Et d’ajouter: "Grâce à cette dame, mon fils a retrouvé confiance en lui, si bien qu’il a eu 17/20 en français et 19/20 en mathématiques".
Lorsque les résultats de Mehdi commençaient à peine à progresser, son institutrice s’est vue remplacer par une autre. La séparation avec sa maîtresse a été un "vrai choc" pour lui, car comme tout enfant autiste, Mehdi ne supporte pas le moindre changement.
Dès lors, ses résultats scolaires ont chuté, à tel point qu’il s’est vu renvoyer définitivement de cette école. Retour à la case départ pour Ibtissem qui se retrouve contrainte, à nouveau, de trouver une autre école pour son fils.
C’est ainsi qu’elle décide cette fois de se tourner vers une école dispensant un programme français, où Mehdi a fini par accomplir des progrès notables et trouver une certaine stabilité.
Enfin sur la bonne voie
"Actuellement, mon fils est encore scolarisé dans cet établissement. Il est même inscrit en 1ère année baccalauréat informatique", lance-t-elle sur un ton presque euphorique, avant d’ajouter: "A ses heures perdues, il fait du théâtre et joue de la guitare à laquelle il voue une passion sans borne. D’ailleurs, il a appris à manier cet instrument à l’oreille".
Aujourd’hui, le combat haletant et sans relâche de cette maman pour son fils finit enfin par porter ses fruits. Mehdi est parvenu à sortir de l’abîme.
"Je sais maintenant qu’il est sur la bonne voie à partir du moment où il sait vraiment ce qu’il veut.
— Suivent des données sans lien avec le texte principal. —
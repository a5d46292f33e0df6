use futures::stream::{self, BoxStream, StreamExt};
use serde::Serialize;
use serde_json::{Map, Value};
use std::sync::Arc;
use std::time::Duration;
use tracing::{debug, warn};

use crate::audit::task::{PartialResult, TaskId};
use crate::backend::AuditBackend;

/// Provisional audit data assembled from partial results.
///
/// Never authoritative: it is discarded once the final results are fetched.
#[derive(Debug, Clone, Default, PartialEq, Serialize)]
pub struct PartialView {
    pub completion_percentage: u8,
    pub data: Map<String, Value>,
}

impl PartialView {
    /// Sparse merge: keys present in the fragment overwrite, absent keys stay
    pub fn merge(&mut self, result: &PartialResult) {
        for (key, value) in &result.audit_data_fragment {
            self.data.insert(key.clone(), value.clone());
        }
        self.completion_percentage = result.completion_percentage.min(100);
    }

    pub fn is_empty(&self) -> bool {
        self.data.is_empty() && self.completion_percentage == 0
    }
}

struct Feed {
    backend: Arc<dyn AuditBackend>,
    task_id: TaskId,
    every: Duration,
    last: Option<PartialResult>,
}

/// Pull feed of partial results for a task.
///
/// Yields only results that differ from the previous one. Fetch errors are
/// logged and the feed keeps going. Dropping the stream ends the subscription.
pub fn observe_partial_results(
    backend: Arc<dyn AuditBackend>,
    task_id: TaskId,
    every: Duration,
) -> BoxStream<'static, PartialResult> {
    let feed = Feed {
        backend,
        task_id,
        every,
        last: None,
    };

    stream::unfold(feed, |mut feed| async move {
        loop {
            tokio::time::sleep(feed.every).await;

            match feed.backend.partial_results(&feed.task_id).await {
                Ok(Some(result)) if result.task_id != feed.task_id => {
                    debug!("Ignoring partial result for {}", result.task_id);
                }
                Ok(Some(result)) if feed.last.as_ref() != Some(&result) => {
                    debug!(
                        "Partial result for {} at {}%",
                        feed.task_id, result.completion_percentage
                    );
                    feed.last = Some(result.clone());
                    return Some((result, feed));
                }
                Ok(_) => {}
                Err(e) => {
                    warn!(kind = e.kind(), "Partial result fetch for {} failed: {}", feed.task_id, e);
                }
            }
        }
    })
    .boxed()
}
A présent, notre objectif ultime est le Canada", se réjouit Ibtissem en lançant un regard complice à son fils, histoire de le faire participer à la conversation.
Mains tordues et yeux rivés au sol, Mehdi finit par braver partiellement sa timidité en répliquant d’une voix à peine audible: "Au Canada, je veux créer une entreprise de services informatiques, où j’embaucherai des personnes pas forcément diplômées mais qui auront de la jugeote".